Saturday 12 April 2014

Irony and a warning from Zbigniew

I'm not sure about irony. I'm addicted to it, being a middle-class sort of Brit well into those retirement years during which fewer and fewer of us actually do or can completely retire. 

It's certainly useful as a distancer in social and interpersonal contexts, and as a way of trying to hang on to what's left of the idea of personal privacy and cultural restraint.

But: it's easily misunderstood, especially in emails, blogs, forums - in fact, through any quickly-written and hastily read electronic output (i.e. a lot of it.)

It can be mistaken for coldness, now that everything is awesomely wonderfully marvellously lots of lovely so brilliantly done (even if it's really, just ok) but many kinds of restraint can seem cold in whatseems to me like an age of linguistic emotional inflation.
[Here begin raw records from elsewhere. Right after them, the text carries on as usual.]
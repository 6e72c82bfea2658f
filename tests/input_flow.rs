use eframe_doodler::input::{DragState, GestureConfig, GestureRecognizer};
use eframe_doodler::{Color, DrawingSession, InputController, InputEvent};
use egui::pos2;

fn gestures() -> GestureRecognizer {
    GestureRecognizer::new(GestureConfig {
        touch_slop: 4.0,
        long_press_secs: 0.5,
    })
}

#[test]
fn test_drag_draws_a_stroke() {
    let mut gestures = gestures();
    let mut controller = InputController::new();
    let mut session = DrawingSession::new();

    let mut events = gestures.press(pos2(10.0, 10.0), 0.0);
    events.extend(gestures.moved(pos2(20.0, 10.0), 0.05));
    events.extend(gestures.moved(pos2(30.0, 15.0), 0.1));
    controller.handle_events(events, &mut session);
    assert_eq!(controller.state(), DragState::Dragging);
    assert!(session.is_drawing());
    assert!(session.committed().is_empty());

    controller.handle_events(gestures.release(0.2), &mut session);

    assert_eq!(controller.state(), DragState::Idle);
    assert_eq!(
        session.committed()[0].points(),
        &[pos2(10.0, 10.0), pos2(20.0, 10.0), pos2(30.0, 15.0)]
    );
}

#[test]
fn test_long_press_inverts_committed_strokes_only() {
    let mut gestures = gestures();
    let mut controller = InputController::new();
    let mut session = DrawingSession::new();

    controller.handle_events(
        [
            InputEvent::PointerDown { position: pos2(0.0, 0.0) },
            InputEvent::PointerMove { position: pos2(5.0, 5.0) },
            InputEvent::PointerUp,
        ],
        &mut session,
    );

    gestures.press(pos2(40.0, 40.0), 1.0);
    controller.handle_events(gestures.tick(1.6), &mut session);
    controller.handle_events(gestures.moved(pos2(80.0, 80.0), 1.7), &mut session);
    controller.handle_events(gestures.release(1.8), &mut session);

    assert_eq!(session.committed().len(), 1);
    assert_eq!(session.committed()[0].style().color(), Color::WHITE);
    assert_eq!(session.current_style().color(), Color::BLACK);
    assert_eq!(controller.state(), DragState::Idle);
}

#[test]
fn test_tap_draws_nothing() {
    let mut gestures = gestures();
    let mut controller = InputController::new();
    let mut session = DrawingSession::new();

    let mut events = gestures.press(pos2(3.0, 3.0), 0.0);
    events.extend(gestures.moved(pos2(4.0, 3.0), 0.05));
    events.extend(gestures.release(0.1));
    controller.handle_events(events, &mut session);

    assert!(session.committed().is_empty());
    assert!(!session.is_drawing());
}
mod central_panel;
mod pickers;
mod top_bar;

pub use central_panel::{central_panel, history_controls};
pub use pickers::{Picker, picker_window};
pub use top_bar::top_bar;
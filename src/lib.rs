#![warn(clippy::all, rust_2018_idioms)]

pub mod app;
pub mod config;
pub mod error;
pub mod input;
pub mod palette;
pub mod panels;
pub mod renderer;
pub mod session;
pub mod stroke;
pub mod style;

pub use app::DoodlerApp;
pub use config::Config;
pub use error::{ConfigError, SessionError};
pub use input::{InputController, InputEvent, InputHandler};
pub use renderer::Renderer;
pub use session::DrawingSession;
pub use stroke::{MutableStroke, Stroke, StrokeRef};
pub use style::{Color, PaletteColor, StrokeStyle, StyleUpdate};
Here's a prose poem from a survivor of Eastern European totalitarianism, the great Polish poet Zbigniew Herbert,



by way of a warning:

"Prose Mythology

First there was a god of night and tempest, a black idol without eyes, before whom they leaped, naked and smeared with blood. Later on, in the times of the republic, there were many gods with wives, children, creaking beds, and harmlessly exploding thunderbolts. At the end, only superstitious neurotics carried in their pockets little statues of salt, representing the god of irony. There was no greater god at that time.

Then came the barbarians. They too valued highly the little god of irony. They would crush it under their heels and add it to their dishes."
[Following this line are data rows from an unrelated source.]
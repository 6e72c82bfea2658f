use std::path::PathBuf;
use thiserror::Error;

/// Preconditions reported by the checked `try_*` operations on a drawing session.
#[derive(Debug, Clone, Copy, PartialEq, Eq, Error)]
pub enum SessionError {
    #[error("a stroke is already in progress")]
    StrokeInProgress,

    #[error("no stroke is in progress")]
    NoStrokeInProgress,

    #[error("nothing to undo")]
    NothingToUndo,

    #[error("nothing to redo")]
    NothingToRedo,
}

/// Errors that can occur while loading the startup configuration
#[derive(Debug, Error)]
pub enum ConfigError {
    #[error("Failed to read config file {path}: {source}")]
    Read {
        path: PathBuf,
        #[source]
        source: std::io::Error,
    },

    #[error("Failed to parse config: {0}")]
    Parse(#[from] serde_json::Error),

    #[error("Invalid config value for {field}: {reason}")]
    Invalid { field: &'static str, reason: String },
}

/// Result type for session operations
pub type SessionResult<T> = Result<T, SessionError>;
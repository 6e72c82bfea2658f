use crate::DoodlerApp;
use crate::panels::Picker;

pub fn top_bar(app: &mut DoodlerApp, ctx: &egui::Context) {
    egui::TopBottomPanel::top("top_bar").show(ctx, |ui| {
        ui.horizontal(|ui| {
            ui.heading(app.title().to_owned());

            ui.with_layout(egui::Layout::right_to_left(egui::Align::Center), |ui| {
                // Right-to-left, so listed in reverse of how they appear
                if ui.button("Opacity").clicked() {
                    app.show_picker(Picker::Opacity);
                }
                if ui.button("Brush Size").clicked() {
                    app.show_picker(Picker::BrushSize);
                }
                if ui.button("Color").clicked() {
                    app.show_picker(Picker::Color);
                }
                if ui.button("Clear").clicked() {
                    log::info!("Clear pressed");
                    app.clear();
                }
            });
        });
    });
}
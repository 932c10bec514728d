//! Driver configuration and its builder

use core::ops::BitOr;

use hal::{InterruptPriority, IrqNumber};

use crate::{RtcError, RtcResult};

/// Default prescaler frequency: a 32.768 kHz watch crystal
pub const DEFAULT_FREQUENCY_HZ: u32 = 32_768;

/// Load capacitance switched onto the oscillator pins.
///
/// Values combine with `|`; the default (16 pF + 4 pF) matches the common
/// 12.5 pF crystals used on evaluation boards.
#[derive(Debug, Clone, Copy, Default, PartialEq, Eq)]
pub struct OscillatorLoad(u8);

impl OscillatorLoad {
    /// No extra load
    pub const NONE: Self = Self(0);
    /// 2 pF
    pub const PF2: Self = Self(1 << 0);
    /// 4 pF
    pub const PF4: Self = Self(1 << 1);
    /// 8 pF
    pub const PF8: Self = Self(1 << 2);
    /// 16 pF
    pub const PF16: Self = Self(1 << 3);

    /// Raw selection mask, bit 0 = 2 pF through bit 3 = 16 pF
    pub const fn bits(self) -> u8 {
        self.0
    }

    /// True if every capacitor in `other` is selected
    pub const fn contains(self, other: Self) -> bool {
        self.0 & other.0 == other.0
    }

    /// Total added capacitance in picofarads
    pub const fn picofarads(self) -> u8 {
        let mut total = 0;
        if self.contains(Self::PF2) {
            total += 2;
        }
        if self.contains(Self::PF4) {
            total += 4;
        }
        if self.contains(Self::PF8) {
            total += 8;
        }
        if self.contains(Self::PF16) {
            total += 16;
        }
        total
    }
}

impl BitOr for OscillatorLoad {
    type Output = Self;

    fn bitor(self, rhs: Self) -> Self {
        Self(self.0 | rhs.0)
    }
}

/// Interrupt line used for the alarm match
#[derive(Debug, Clone, Copy, PartialEq, Eq)]
pub struct AlarmIrq {
    pub irq: IrqNumber,
    pub priority: InterruptPriority,
}

/// RTC driver configuration
#[derive(Debug, Clone, Copy, PartialEq, Eq)]
pub struct RtcConfig {
    /// Prescaler ticks per second
    pub frequency_hz: u32,
    /// Oscillator load capacitance
    pub oscillator_load: OscillatorLoad,
    /// Read the prescaler along with the seconds register
    pub high_resolution: bool,
    /// Alarm interrupt line; `None` builds a driver without alarm support
    pub alarm_irq: Option<AlarmIrq>,
}

impl Default for RtcConfig {
    fn default() -> Self {
        Self {
            frequency_hz: DEFAULT_FREQUENCY_HZ,
            oscillator_load: OscillatorLoad::PF16 | OscillatorLoad::PF4,
            high_resolution: true,
            alarm_irq: None,
        }
    }
}

impl RtcConfig {
    /// Creates a new configuration builder.
    pub fn builder() -> RtcConfigBuilder {
        RtcConfigBuilder::default()
    }

    /// Checks the configuration before it reaches hardware.
    pub fn validate(&self) -> RtcResult<()> {
        if self.frequency_hz == 0 {
            return Err(RtcError::InvalidConfig);
        }
        Ok(())
    }
}

/// Builder for ergonomic RTC configuration construction.
#[derive(Debug, Clone, Default)]
pub struct RtcConfigBuilder {
    config: RtcConfig,
}

impl RtcConfigBuilder {
    /// Sets the prescaler frequency.
    pub fn frequency_hz(mut self, hz: u32) -> Self {
        self.config.frequency_hz = hz;
        self
    }

    /// Sets the oscillator load capacitance.
    pub fn oscillator_load(mut self, load: OscillatorLoad) -> Self {
        self.config.oscillator_load = load;
        self
    }

    /// Selects between prescaler-resolution reads and seconds-only reads.
    pub fn high_resolution(mut self, enabled: bool) -> Self {
        self.config.high_resolution = enabled;
        self
    }

    /// Enables alarm support on interrupt line `irq`.
    pub fn alarm_irq(mut self, irq: IrqNumber, priority: InterruptPriority) -> Self {
        self.config.alarm_irq = Some(AlarmIrq { irq, priority });
        self
    }

    /// Builds the final configuration.
    pub fn build(self) -> RtcConfig {
        self.config
    }
}
//! Register surface of the RTC block
//!
//! The driver talks to the peripheral only through [`RtcRegisters`], so the
//! same code runs against memory-mapped hardware ([`RtcBlock`]) and against
//! the software model used by the host tests.

/// Registers the driver touches
#[cfg_attr(feature = "defmt", derive(defmt::Format))]
#[derive(Debug, Clone, Copy, PartialEq, Eq)]
pub enum Register {
    /// Time seconds
    Tsr,
    /// Time prescaler (sub-second ticks)
    Tpr,
    /// Time alarm compare
    Tar,
    /// Time compensation
    Tcr,
    /// Control: oscillator enable and load capacitance
    Cr,
    /// Status: latched flags and counter enable
    Sr,
    /// Lock
    Lr,
    /// Interrupt enable
    Ier,
}

impl Register {
    /// Every register, in address order
    pub const ALL: [Register; 8] = [
        Register::Tsr,
        Register::Tpr,
        Register::Tar,
        Register::Tcr,
        Register::Cr,
        Register::Sr,
        Register::Lr,
        Register::Ier,
    ];

    /// Byte offset from the block base
    pub const fn offset(self) -> usize {
        self.index() * 4
    }

    /// Position in [`Register::ALL`]
    pub const fn index(self) -> usize {
        match self {
            Register::Tsr => 0,
            Register::Tpr => 1,
            Register::Tar => 2,
            Register::Tcr => 3,
            Register::Cr => 4,
            Register::Sr => 5,
            Register::Lr => 6,
            Register::Ier => 7,
        }
    }
}

/// Control register bits
pub mod cr {
    use rtc_core::OscillatorLoad;

    /// Oscillator enable
    pub const OSCE: u32 = 1 << 8;
    /// 16 pF load
    pub const SC16P: u32 = 1 << 10;
    /// 8 pF load
    pub const SC8P: u32 = 1 << 11;
    /// 4 pF load
    pub const SC4P: u32 = 1 << 12;
    /// 2 pF load
    pub const SC2P: u32 = 1 << 13;

    /// Capacitor select bits for `load`
    pub const fn load_bits(load: OscillatorLoad) -> u32 {
        let mut bits = 0;
        if load.contains(OscillatorLoad::PF2) {
            bits |= SC2P;
        }
        if load.contains(OscillatorLoad::PF4) {
            bits |= SC4P;
        }
        if load.contains(OscillatorLoad::PF8) {
            bits |= SC8P;
        }
        if load.contains(OscillatorLoad::PF16) {
            bits |= SC16P;
        }
        bits
    }
}

/// Status register bits
pub mod sr {
    /// Time invalid
    pub const TIF: u32 = 1 << 0;
    /// Time overflow
    pub const TOF: u32 = 1 << 1;
    /// Time alarm matched
    pub const TAF: u32 = 1 << 2;
    /// Time counter enable
    pub const TCE: u32 = 1 << 4;

    /// Read-only latched flags
    pub const FLAGS: u32 = TIF | TOF | TAF;
}

/// Interrupt enable register bits
pub mod ier {
    /// Time invalid interrupt enable
    pub const TIIE: u32 = 1 << 0;
    /// Time overflow interrupt enable
    pub const TOIE: u32 = 1 << 1;
    /// Time alarm interrupt enable
    pub const TAIE: u32 = 1 << 2;
}

/// Raw access to the RTC registers.
///
/// Accesses go straight to the device: writes have the side effects the
/// hardware documents (writing TSR or TAR clears latched flags), so callers
/// order them deliberately.
pub trait RtcRegisters: Sync {
    /// Read a register
    fn read(&self, reg: Register) -> u32;

    /// Write a register
    fn write(&self, reg: Register, value: u32);

    /// Read-modify-write. Not atomic; run it inside a critical section.
    fn modify<F>(&self, reg: Register, f: F)
    where
        F: FnOnce(u32) -> u32,
    {
        let value = self.read(reg);
        self.write(reg, f(value));
    }
}

impl<T: RtcRegisters + ?Sized> RtcRegisters for &T {
    fn read(&self, reg: Register) -> u32 {
        (**self).read(reg)
    }

    fn write(&self, reg: Register, value: u32) {
        (**self).write(reg, value)
    }
}

/// Memory-mapped RTC register block
#[derive(Debug)]
pub struct RtcBlock {
    base: usize,
}

impl RtcBlock {
    /// Base address of the RTC on Kinetis K-series parts
    pub const KINETIS_BASE: usize = 0x4003_D000;

    /// Create an accessor for the block at `base`.
    ///
    /// # Safety
    ///
    /// `base` must be the address of an RTC register block that stays mapped
    /// for the lifetime of the accessor, and no other code may drive the
    /// block's time or alarm registers.
    pub const unsafe fn new(base: usize) -> Self {
        Self { base }
    }

    fn addr(&self, reg: Register) -> *mut u32 {
        (self.base + reg.offset()) as *mut u32
    }
}

impl RtcRegisters for RtcBlock {
    fn read(&self, reg: Register) -> u32 {
        // SAFETY: `new` guarantees the block is mapped at `base`.
        unsafe { core::ptr::read_volatile(self.addr(reg)) }
    }

    fn write(&self, reg: Register, value: u32) {
        // SAFETY: as above.
        unsafe { core::ptr::write_volatile(self.addr(reg), value) }
    }
}
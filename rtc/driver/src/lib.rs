//! # rtc-driver
//!
//! Time keeping and a single-slot alarm for a seconds + prescaler RTC block.
//!
//! ## Module Overview
//! - [`regs`]   – register surface and the memory-mapped block.
//! - [`clock`]  – race-free counter reads and ordered writes.
//! - [`alarm`]  – the one pending alarm, shared with the interrupt.
//! - [`irq`]    – alarm match entry point.
//! - [`driver`] – [`Rtc`], the facade the OS clock subsystem calls.
//! - `nvic`     – Cortex-M interrupt controller binding (`cortex-m` feature).
//!
//! Mainline code and the match interrupt share the alarm slot and the alarm
//! registers; all of it is guarded by `critical-section`, which on the
//! target masks interrupts.

#![cfg_attr(not(any(test, feature = "std")), no_std)]

extern crate alloc;

use core::sync::atomic::{AtomicBool, Ordering};

pub mod alarm;
pub mod clock;
pub mod driver;
pub mod irq;
#[cfg(feature = "cortex-m")]
pub mod nvic;
pub mod regs;

pub use alarm::{AlarmCallback, AlarmScheduler};
pub use clock::ClockCore;
pub use driver::Rtc;
pub use irq::{service_alarm, AlarmMatchHandler};
pub use regs::{Register, RtcBlock, RtcRegisters};
pub use rtc_core::{OscillatorLoad, RtcConfig, RtcError, RtcResult, Timespec};

#[cfg(test)]
mod tests;

static RTC_ENABLED: AtomicBool = AtomicBool::new(false);

/// True once an RTC has been initialized and is counting
pub fn is_enabled() -> bool {
    RTC_ENABLED.load(Ordering::Acquire)
}

fn set_enabled() {
    RTC_ENABLED.store(true, Ordering::Release);
}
(translated by Czeslaw Milosz and Peter Dale Swift)


Until the barbarians arrive, I'll continue to carry the little statue in my superstitious neurotics' pocket. 
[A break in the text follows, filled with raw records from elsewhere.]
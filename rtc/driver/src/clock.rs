//! Time counter access
//!
//! The counter is two registers advanced by hardware: TPR counts ticks within
//! the second and carries into TSR on overflow. Software can neither stop
//! nor observe that carry atomically, so reads use a re-read loop and writes
//! stop the counter first.

use hal::ClockGate;
use log::{debug, trace};
use rtc_core::{OscillatorLoad, RtcResult, Timespec};

use crate::regs::{cr, sr, Register, RtcRegisters};

/// Race-free read/write of the seconds + prescaler counter
pub struct ClockCore<R> {
    regs: R,
    frequency_hz: u32,
}

impl<R: RtcRegisters> ClockCore<R> {
    /// Wrap a register block whose prescaler runs at `frequency_hz`
    pub const fn new(regs: R, frequency_hz: u32) -> Self {
        Self { regs, frequency_hz }
    }

    /// Underlying register block
    pub fn regs(&self) -> &R {
        &self.regs
    }

    /// Prescaler ticks per second
    pub fn frequency_hz(&self) -> u32 {
        self.frequency_hz
    }

    /// Bring the counter up.
    ///
    /// `attach_alarm` runs after every interrupt source is disabled and before
    /// the counter restarts; it is where the alarm line gets registered. If it
    /// fails the counter is still restarted and the error returned.
    pub fn initialize<F>(
        &self,
        gate: &mut dyn ClockGate,
        load: OscillatorLoad,
        attach_alarm: F,
    ) -> RtcResult<()>
    where
        F: FnOnce() -> RtcResult<()>,
    {
        gate.enable()?;

        self.regs.write(Register::Sr, 0);
        self.regs.write(Register::Cr, cr::OSCE | cr::load_bits(load));

        // Latched flags only clear on a TSR write. Writing back the value
        // just read keeps the stored time.
        let seconds = self.regs.read(Register::Tsr);
        self.regs.write(Register::Tsr, seconds);

        self.regs.write(Register::Ier, 0);

        let attached = attach_alarm();

        // Restart even on failure: a counter keeping time across resets must
        // not be left frozen by a collaborator error.
        self.regs.write(Register::Sr, sr::TCE);
        attached?;

        debug!(
            "rtc counter running at {} Hz, load {} pF, seconds={}",
            self.frequency_hz,
            load.picofarads(),
            seconds
        );
        Ok(())
    }

    /// Current time with prescaler resolution
    pub fn read_time(&self) -> Timespec {
        let (seconds, ticks) = critical_section::with(|_| self.snapshot());
        Timespec::from_ticks(seconds, ticks, self.frequency_hz)
    }

    /// Current whole seconds; one register read, so never torn
    pub fn read_seconds(&self) -> u32 {
        self.regs.read(Register::Tsr)
    }

    /// Set the counter to `time`.
    ///
    /// Does not touch a pending alarm, even though the TSR write clears the
    /// latched match flag.
    pub fn write_time(&self, time: Timespec) {
        let ticks = time.ticks(self.frequency_hz);
        critical_section::with(|_| {
            self.regs.write(Register::Sr, 0);
            // TPR before TSR: the TSR write is what clears the match status
            self.regs.write(Register::Tpr, ticks);
            self.regs.write(Register::Tsr, time.seconds());
            self.regs.write(Register::Sr, sr::TCE);
        });
        debug!("rtc time set to {}", time);
    }

    /// Consistent (seconds, ticks) pair.
    ///
    /// Within one second the prescaler only counts up, so `after < before`
    /// means it wrapped, and TSR may have moved, somewhere between the reads.
    /// The window is three bus accesses, orders of magnitude shorter than a
    /// second, so the next pass cannot see another wrap and the loop ends.
    fn snapshot(&self) -> (u32, u32) {
        loop {
            let before = self.regs.read(Register::Tpr);
            let seconds = self.regs.read(Register::Tsr);
            let after = self.regs.read(Register::Tpr);
            if after >= before {
                return (seconds, after);
            }
            trace!("prescaler wrapped during read ({} -> {}), retrying", before, after);
        }
    }
}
Or: maybe the barbarians are already here, but instead of stamping on my precious little statue, they are eroding it away bit by bit with the tears of an easy emotionalism. It's easier to shed such tears than to take the full weight of the suffering of our times. Zbigniew knew that - he fought the Nazis and resisted the Stalinists, and one of his weapons, alongside his surrealistic imagination, was irony.